= WORK TO BE COMPLETED =
Go through the records below line by line and report how many lines include "rooms", giving the number only.

= RECORDS FOR THE TASK =

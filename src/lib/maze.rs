use crate::rect::Rect;
use crate::GameError;
use serde::{Deserialize, Serialize};
use std::collections::HashSet;
use std::path::Path;

/// Cells of the play area. Cell `(cx, cy)` has its center at
/// `(cx + 0.5, cy + 0.5)`.
pub const ROOM_BOUNDS: Rect = Rect {
    top: 4,
    lft: -8,
    bot: -4,
    rht: 8,
};

/// Where a fresh game places the player.
pub const START_POSITION: (f32, f32) = (0.5, 0.5);

#[derive(Debug, PartialEq, Eq, Hash, Copy, Clone, Serialize, Deserialize)]
pub enum ExitPosition {
    North,
    East,
    South,
    West,
}

impl ExitPosition {
    pub const ALL: [ExitPosition; 4] = [
        ExitPosition::North,
        ExitPosition::East,
        ExitPosition::South,
        ExitPosition::West,
    ];

    pub fn opposite(self) -> ExitPosition {
        match self {
            ExitPosition::North => ExitPosition::South,
            ExitPosition::East => ExitPosition::West,
            ExitPosition::South => ExitPosition::North,
            ExitPosition::West => ExitPosition::East,
        }
    }

    pub fn delta(self) -> (i32, i32) {
        match self {
            ExitPosition::North => (0, 1),
            ExitPosition::East => (1, 0),
            ExitPosition::South => (0, -1),
            ExitPosition::West => (-1, 0),
        }
    }

    /// The door cell on this wall. It doubles as the spawn point for a
    /// player arriving through it.
    pub fn spawn_point(self) -> (f32, f32) {
        match self {
            ExitPosition::North => (0.5, 4.5),
            ExitPosition::East => (8.5, 0.5),
            ExitPosition::South => (0.5, -3.5),
            ExitPosition::West => (-7.5, 0.5),
        }
    }

    pub fn door_cell(self) -> (i32, i32) {
        let (x, y) = self.spawn_point();
        cell_of(x, y)
    }
}

#[derive(Debug, PartialEq, Eq, Hash, Copy, Clone, Serialize, Deserialize)]
pub enum EntityType {
    Coin,
    Zombie,
    Skeleton,
    Rock,
}

impl EntityType {
    pub fn is_threat(self) -> bool {
        matches!(self, EntityType::Zombie | EntityType::Skeleton)
    }

    pub fn name(self) -> &'static str {
        match self {
            EntityType::Coin => "Coin",
            EntityType::Zombie => "Zombie",
            EntityType::Skeleton => "Skeleton",
            EntityType::Rock => "Rock",
        }
    }
}

#[derive(Debug, PartialEq, Clone, Serialize, Deserialize)]
pub struct RoomEntity {
    pub position: (f32, f32),
    pub kind: EntityType,
    #[serde(default = "active_default")]
    pub active: bool,
}

fn active_default() -> bool {
    true
}

impl RoomEntity {
    pub fn new(kind: EntityType, x: f32, y: f32) -> RoomEntity {
        RoomEntity {
            position: (x, y),
            kind,
            active: true,
        }
    }

    pub fn cell(&self) -> (i32, i32) {
        cell_of(self.position.0, self.position.1)
    }
}

#[derive(Debug, PartialEq, Eq, Copy, Clone, Serialize, Deserialize)]
pub struct Exit {
    pub position: ExitPosition,
    pub room_id: i32,
}

#[derive(Debug, PartialEq, Clone, Serialize, Deserialize)]
pub struct Room {
    pub room_id: i32,
    #[serde(default)]
    pub entities: Vec<RoomEntity>,
    #[serde(default)]
    pub exits: Vec<Exit>,
}

impl Room {
    pub fn new(room_id: i32) -> Room {
        Room {
            room_id,
            entities: Vec::new(),
            exits: Vec::new(),
        }
    }

    pub fn exit_at(&self, position: ExitPosition) -> Option<&Exit> {
        self.exits.iter().find(|e| e.position == position)
    }

    pub fn has_active_threats(&self) -> bool {
        self.entities.iter().any(|e| e.active && e.kind.is_threat())
    }

    /// First active entity of `kind` occupying the cell that contains
    /// `(x, y)`. Threat entries keep their spawn cell while the threat roams,
    /// so other kinds sharing the cell must not match.
    pub fn active_entity_at_mut(
        &mut self,
        kind: EntityType,
        x: f32,
        y: f32,
    ) -> Option<&mut RoomEntity> {
        let cell = cell_of(x, y);
        self.entities
            .iter_mut()
            .find(|e| e.active && e.kind == kind && e.cell() == cell)
    }
}

#[derive(Debug, PartialEq, Clone, Serialize, Deserialize)]
pub struct Maze {
    pub rooms: Vec<Room>,
    pub exit_room_id: i32,
}

impl Maze {
    pub fn room(&self, room_id: i32) -> Result<&Room, GameError> {
        self.rooms
            .iter()
            .find(|r| r.room_id == room_id)
            .ok_or(GameError::RoomNotFound(room_id))
    }

    pub fn from_json(text: &str) -> Result<Maze, GameError> {
        let maze: Maze = serde_json::from_str(text)?;
        maze.validate()?;
        Ok(maze)
    }

    pub fn load<P: AsRef<Path>>(path: P) -> Result<Maze, GameError> {
        let text = std::fs::read_to_string(path)?;
        Maze::from_json(&text)
    }

    /// Checks the structural integrity the controller relies on.
    pub fn validate(&self) -> Result<(), GameError> {
        if self.rooms.len() < 2 {
            return Err(GameError::InvalidMaze(
                "a maze needs at least two rooms".to_string(),
            ));
        }

        let mut ids = HashSet::new();
        for room in self.rooms.iter() {
            if !ids.insert(room.room_id) {
                return Err(GameError::InvalidMaze(format!(
                    "room id {} is used twice",
                    room.room_id
                )));
            }
        }
        if !ids.contains(&0) {
            return Err(GameError::InvalidMaze("room 0 is missing".to_string()));
        }
        if !ids.contains(&self.exit_room_id) {
            return Err(GameError::InvalidMaze(format!(
                "exit room {} is missing",
                self.exit_room_id
            )));
        }

        for room in self.rooms.iter() {
            let mut walls = HashSet::new();
            for exit in room.exits.iter() {
                if !walls.insert(exit.position) {
                    return Err(GameError::InvalidMaze(format!(
                        "room {} has two exits on the {:?} wall",
                        room.room_id, exit.position
                    )));
                }
                if !ids.contains(&exit.room_id) {
                    return Err(GameError::InvalidMaze(format!(
                        "room {} leads to missing room {}",
                        room.room_id, exit.room_id
                    )));
                }
            }
            for entity in room.entities.iter() {
                if !ROOM_BOUNDS.contains(entity.cell()) {
                    return Err(GameError::InvalidMaze(format!(
                        "room {} has a {} outside the play area",
                        room.room_id,
                        entity.kind.name()
                    )));
                }
            }
        }

        Ok(())
    }
}

pub fn cell_of(x: f32, y: f32) -> (i32, i32) {
    (x.floor() as i32, y.floor() as i32)
}

pub fn cell_center(cell: (i32, i32)) -> (f32, f32) {
    (cell.0 as f32 + 0.5, cell.1 as f32 + 0.5)
}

= REPLY =
6